DATA TO EXAMINE ▸
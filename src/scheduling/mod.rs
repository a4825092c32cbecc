mod delivery;
mod scheduler;

pub use delivery::{Notification, NotificationChannel, NotificationPermission};
pub use scheduler::{DeliveryGuarantee, NotificationScheduler};
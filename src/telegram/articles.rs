use std::sync::Arc;

use teloxide::{dispatching::UpdateHandler, dptree::case, filter_command, prelude::*};

use crate::{
    articles::{self, Article, CategoryFilter},
    profiles::Profile,
    tracker::Favorites,
};

use super::{Command, HandlerResult, render};

const FAVORITES: &str = "favorites";

fn favorite_articles(favorites: &Favorites) -> Vec<&'static Article> {
    favorites
        .ids()
        .iter()
        .filter_map(|id| articles::find(id))
        .collect()
}

async fn list_articles(
    bot: Bot,
    msg: Message,
    arg: String,
    profile: Arc<Profile>,
) -> HandlerResult {
    let tracker = profile.tracker.lock().await;
    let favorites = tracker.favorites();

    let text = if arg.trim().eq_ignore_ascii_case(FAVORITES) {
        let found = favorite_articles(favorites);
        if found.is_empty() {
            "No favourite articles yet. Open one with /article <id> and use /favorite <id>."
                .to_string()
        } else {
            render::article_list(&found, favorites)
        }
    } else {
        match arg.parse::<CategoryFilter>() {
            Ok(category) => render::article_list(&articles::filter(category, ""), favorites),
            Err(error) => error.to_string(),
        }
    };

    bot.send_message(msg.chat.id, text).await?;
    Ok(())
}

async fn search_articles(
    bot: Bot,
    msg: Message,
    arg: String,
    profile: Arc<Profile>,
) -> HandlerResult {
    let text = if arg.trim().is_empty() {
        "Usage: /search <term>, e.g. /search tidur".to_string()
    } else {
        let tracker = profile.tracker.lock().await;
        render::article_list(
            &articles::filter(CategoryFilter::All, &arg),
            tracker.favorites(),
        )
    };

    bot.send_message(msg.chat.id, text).await?;
    Ok(())
}

async fn read_article(
    bot: Bot,
    msg: Message,
    arg: String,
    profile: Arc<Profile>,
) -> HandlerResult {
    let text = match articles::find(&arg) {
        Some(article) => {
            let tracker = profile.tracker.lock().await;
            render::article(article, tracker.favorites().contains(article.id))
        }
        None => "Article not found. See /articles for the list.".to_string(),
    };

    bot.send_message(msg.chat.id, text).await?;
    Ok(())
}

async fn toggle_favorite(
    bot: Bot,
    msg: Message,
    arg: String,
    profile: Arc<Profile>,
) -> HandlerResult {
    let text = match articles::find(&arg) {
        Some(article) => {
            let is_favorite = profile
                .tracker
                .lock()
                .await
                .toggle_favorite(article.id)
                .await?;
            if is_favorite {
                format!("⭐ \"{}\" added to your favourites.", article.title)
            } else {
                format!("\"{}\" removed from your favourites.", article.title)
            }
        }
        None => "Article not found. See /articles for the list.".to_string(),
    };

    bot.send_message(msg.chat.id, text).await?;
    Ok(())
}

pub(super) fn schema() -> UpdateHandler<anyhow::Error> {
    Update::filter_message().branch(
        filter_command::<Command, _>()
            .branch(case![Command::Articles(arg)].endpoint(list_articles))
            .branch(case![Command::Search(arg)].endpoint(search_articles))
            .branch(case![Command::Article(arg)].endpoint(read_article))
            .branch(case![Command::Favorite(arg)].endpoint(toggle_favorite)),
    )
}
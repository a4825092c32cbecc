use std::sync::Arc;

use teloxide::{dispatching::UpdateHandler, dptree::case, filter_command, prelude::*};

use crate::{
    calculators::{
        ActivityLevel, BmiResult, CalculatorError, CalorieResult, Gender, calculate_bmi,
        estimate_calories,
    },
    profiles::{Profile, Profiles},
    tracker::{EmergencyContact, MoodEntry, WaterTarget, parse_amount, parse_position},
};

use super::{Command, HandlerResult, render};

const BMI_USAGE: &str = "Usage: /bmi <height cm> <weight kg>, e.g. /bmi 170 65";
const CALORIES_USAGE: &str = "Usage: /calories <age> <male|female> <height cm> <weight kg> <sedentary|light|moderate|active|very-active>, e.g. /calories 30 female 160 55 light";

fn parse_measure(raw: &str) -> Option<f64> {
    raw.replace(',', ".").parse().ok()
}

fn bmi_from_args(args: &str) -> Result<BmiResult, CalculatorError> {
    let words = args.split_whitespace().collect::<Vec<_>>();
    let [height, weight] = words.as_slice() else {
        return Err(CalculatorError::InvalidBodyMeasurements);
    };

    match (parse_measure(height), parse_measure(weight)) {
        (Some(height_cm), Some(weight_kg)) => calculate_bmi(height_cm, weight_kg),
        _ => Err(CalculatorError::InvalidBodyMeasurements),
    }
}

fn calories_from_args(args: &str) -> Result<CalorieResult, CalculatorError> {
    let words = args.split_whitespace().collect::<Vec<_>>();
    let [age, gender, height, weight, activity] = words.as_slice() else {
        return Err(CalculatorError::InvalidCalorieInput);
    };

    let gender: Gender = gender.parse()?;
    let activity: ActivityLevel = activity.parse()?;
    match (age.parse::<u32>(), parse_measure(height), parse_measure(weight)) {
        (Ok(age), Some(height_cm), Some(weight_kg)) => {
            estimate_calories(age, gender, height_cm, weight_kg, activity)
        }
        _ => Err(CalculatorError::InvalidCalorieInput),
    }
}

async fn water(
    bot: Bot,
    msg: Message,
    arg: String,
    profiles: Arc<Profiles>,
    profile: Arc<Profile>,
) -> HandlerResult {
    let text = match parse_amount(&arg) {
        Ok(amount_ml) => {
            let progress = profile
                .tracker
                .lock()
                .await
                .add_water(amount_ml, profiles.now())
                .await?;
            format!("Added {amount_ml} ml.\n{}", render::water(&progress))
        }
        Err(error) => error.to_string(),
    };

    bot.send_message(msg.chat.id, text).await?;
    Ok(())
}

async fn water_target(
    bot: Bot,
    msg: Message,
    arg: String,
    profiles: Arc<Profiles>,
    profile: Arc<Profile>,
) -> HandlerResult {
    let text = match WaterTarget::parse(&arg) {
        Ok(target) => {
            let mut tracker = profile.tracker.lock().await;
            tracker.set_water_target(target).await?;
            format!(
                "Daily water target set to {} ml.\n{}",
                target.ml(),
                render::water(&tracker.water_progress(profiles.now()))
            )
        }
        Err(error) => error.to_string(),
    };

    bot.send_message(msg.chat.id, text).await?;
    Ok(())
}

async fn bmi(bot: Bot, msg: Message, arg: String, profile: Arc<Profile>) -> HandlerResult {
    let mut tracker = profile.tracker.lock().await;

    let text = if arg.trim().is_empty() {
        match tracker.last_bmi() {
            Some(last) => format!("Your last result:\n{}\n\n{BMI_USAGE}", render::bmi(last)),
            None => BMI_USAGE.to_string(),
        }
    } else {
        match bmi_from_args(&arg) {
            Ok(result) => {
                let text = render::bmi(&result);
                tracker.save_bmi(result).await?;
                text
            }
            Err(error) => format!("{error}\n{BMI_USAGE}"),
        }
    };

    bot.send_message(msg.chat.id, text).await?;
    Ok(())
}

async fn calories(bot: Bot, msg: Message, arg: String, profile: Arc<Profile>) -> HandlerResult {
    let mut tracker = profile.tracker.lock().await;

    let text = if arg.trim().is_empty() {
        match tracker.last_calories() {
            Some(last) => format!(
                "Your last result:\n{}\n\n{CALORIES_USAGE}",
                render::calories(last)
            ),
            None => CALORIES_USAGE.to_string(),
        }
    } else {
        match calories_from_args(&arg) {
            Ok(result) => {
                let text = render::calories(&result);
                tracker.save_calories(result).await?;
                text
            }
            Err(error) => format!("{error}\n{CALORIES_USAGE}"),
        }
    };

    bot.send_message(msg.chat.id, text).await?;
    Ok(())
}

async fn mood(
    bot: Bot,
    msg: Message,
    arg: String,
    profiles: Arc<Profiles>,
    profile: Arc<Profile>,
) -> HandlerResult {
    let text = match MoodEntry::parse(&arg, profiles.now()) {
        Ok(entry) => {
            let text = format!("Mood saved: {} {}", entry.mood.emoji(), entry.mood);
            profile.tracker.lock().await.record_mood(entry).await?;
            text
        }
        Err(error) => error.to_string(),
    };

    bot.send_message(msg.chat.id, text).await?;
    Ok(())
}

async fn moods(bot: Bot, msg: Message, profile: Arc<Profile>) -> HandlerResult {
    let text = render::moods(profile.tracker.lock().await.moods());

    bot.send_message(msg.chat.id, text).await?;
    Ok(())
}

async fn contacts(bot: Bot, msg: Message, profile: Arc<Profile>) -> HandlerResult {
    let text = render::contacts(profile.tracker.lock().await.contacts());

    bot.send_message(msg.chat.id, text).await?;
    Ok(())
}

async fn add_contact(bot: Bot, msg: Message, arg: String, profile: Arc<Profile>) -> HandlerResult {
    let text = match EmergencyContact::parse(&arg) {
        Ok(contact) => {
            let mut tracker = profile.tracker.lock().await;
            tracker.add_contact(contact).await?;
            format!("Contact saved.\n\n{}", render::contacts(tracker.contacts()))
        }
        Err(error) => error.to_string(),
    };

    bot.send_message(msg.chat.id, text).await?;
    Ok(())
}

async fn remove_contact(
    bot: Bot,
    msg: Message,
    arg: String,
    profile: Arc<Profile>,
) -> HandlerResult {
    let text = match parse_position(&arg) {
        Ok(index) => {
            let mut tracker = profile.tracker.lock().await;
            match tracker.remove_contact(index).await? {
                Some(removed) => format!("Removed {} from your contacts.", removed.name),
                None => "No such contact. Check the numbers with /contacts.".to_string(),
            }
        }
        Err(error) => error.to_string(),
    };

    bot.send_message(msg.chat.id, text).await?;
    Ok(())
}

pub(super) fn schema() -> UpdateHandler<anyhow::Error> {
    Update::filter_message().branch(
        filter_command::<Command, _>()
            .branch(case![Command::Water(arg)].endpoint(water))
            .branch(case![Command::WaterTarget(arg)].endpoint(water_target))
            .branch(case![Command::Bmi(arg)].endpoint(bmi))
            .branch(case![Command::Calories(arg)].endpoint(calories))
            .branch(case![Command::Mood(arg)].endpoint(mood))
            .branch(case![Command::Moods].endpoint(moods))
            .branch(case![Command::Contacts].endpoint(contacts))
            .branch(case![Command::AddContact(arg)].endpoint(add_contact))
            .branch(case![Command::RemoveContact(arg)].endpoint(remove_contact)),
    )
}

#[cfg(test)]
mod tests {
    use super::*;
    use crate::calculators::BmiCategory;

    #[test]
    fn bmi_args_accept_decimal_commas() {
        let result = bmi_from_args("170,5 65").unwrap();

        assert_eq!(result.height_cm, 170.5);
        assert_eq!(result.category, BmiCategory::Normal);
    }

    #[test]
    fn bmi_args_need_two_numbers() {
        for args in ["170", "170 65 1", "tall 65", "0 65"] {
            assert_eq!(
                bmi_from_args(args),
                Err(CalculatorError::InvalidBodyMeasurements),
                "{args}"
            );
        }
    }

    #[test]
    fn calorie_args_in_order() {
        let result = calories_from_args("25 male 175 70 moderate").unwrap();

        assert_eq!(result.gender, Gender::Male);
        assert_eq!(result.activity, ActivityLevel::Moderate);
        assert_eq!(result.bmr, 1673.75);
    }

    #[test]
    fn calorie_args_report_the_bad_field() {
        assert_eq!(
            calories_from_args("25 robot 175 70 moderate"),
            Err(CalculatorError::UnknownGender("robot".to_string()))
        );
        assert_eq!(
            calories_from_args("25 male 175 70 lazy"),
            Err(CalculatorError::UnknownActivity("lazy".to_string()))
        );
        assert_eq!(
            calories_from_args("-3 male 175 70 light"),
            Err(CalculatorError::InvalidCalorieInput)
        );
        assert_eq!(
            calories_from_args("25 male 175"),
            Err(CalculatorError::InvalidCalorieInput)
        );
    }
}
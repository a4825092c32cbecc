use std::{path::PathBuf, sync::OnceLock, time::Duration};

use config::{Config, ConfigError, Environment, File};
use serde::Deserialize;

#[derive(Deserialize, Debug)]
pub struct TelegramSettings {
    pub token: String,
}

#[derive(Deserialize, Debug)]
pub struct StorageSettings {
    /// Directory holding one JSON store per chat.
    pub data_dir: PathBuf,
    /// Keep all state in memory and write nothing to `data_dir`.
    pub ephemeral: bool,
}

impl StorageSettings {
    pub fn persistent_dir(&self) -> Option<PathBuf> {
        (!self.ephemeral).then(|| self.data_dir.clone())
    }
}

#[derive(Deserialize, Debug)]
pub struct ClockSettings {
    /// IANA name of the zone whose wall time drives reminders, e.g. `Asia/Jakarta`.
    pub timezone: String,
}

#[derive(Deserialize, Debug)]
pub struct NotificationSettings {
    pub permission_prompt_timeout_secs: u64,
}

impl NotificationSettings {
    pub fn permission_prompt_timeout(&self) -> Duration {
        Duration::from_secs(self.permission_prompt_timeout_secs)
    }
}

#[derive(Deserialize, Debug)]
pub struct AppSettings {
    pub telegram: TelegramSettings,
    pub storage: StorageSettings,
    pub clock: ClockSettings,
    pub notifications: NotificationSettings,
}

impl AppSettings {
    fn new() -> Result<Self, ConfigError> {
        let settings = Config::builder()
            .set_default("storage.data_dir", "data")?
            .set_default("storage.ephemeral", false)?
            .set_default("clock.timezone", "UTC")?
            .set_default("notifications.permission_prompt_timeout_secs", 300)?
            .add_source(File::with_name("appsettings").required(true))
            .add_source(File::with_name("appsettings.local").required(false))
            .add_source(Environment::with_prefix("APP").separator("__"))
            .build()?;

        settings.try_deserialize()
    }
}

pub fn get() -> anyhow::Result<&'static AppSettings> {
    static APPSETTINGS: OnceLock<AppSettings> = OnceLock::new();

    if let Some(settings) = APPSETTINGS.get() {
        return Ok(settings);
    }

    let settings = AppSettings::new()?;
    Ok(APPSETTINGS.get_or_init(|| settings))
}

WHAT THE EXERCISE ASKS ▸ Could you write out exactly the lines above, starting at the first one and ending with the line that has "const FAVORITES: &str"?

REPLY ▸
filename src/scheduling/mod.rs
repository a4825092c32cbecc
mod delivery;
mod scheduler;

pub use delivery::{Notification, NotificationChannel, NotificationPermission};
pub use scheduler::{DeliveryGuarantee, NotificationScheduler};
filename src/telegram/articles.rs
use std::sync::Arc;

use teloxide::{dispatching::UpdateHandler, dptree::case, filter_command, prelude::*};

use crate::{
    articles::{self, Article, CategoryFilter},
    profiles::Profile,
    tracker::Favorites,
};

use super::{Command, HandlerResult, render};

const FAVORITES: &str = "favorites";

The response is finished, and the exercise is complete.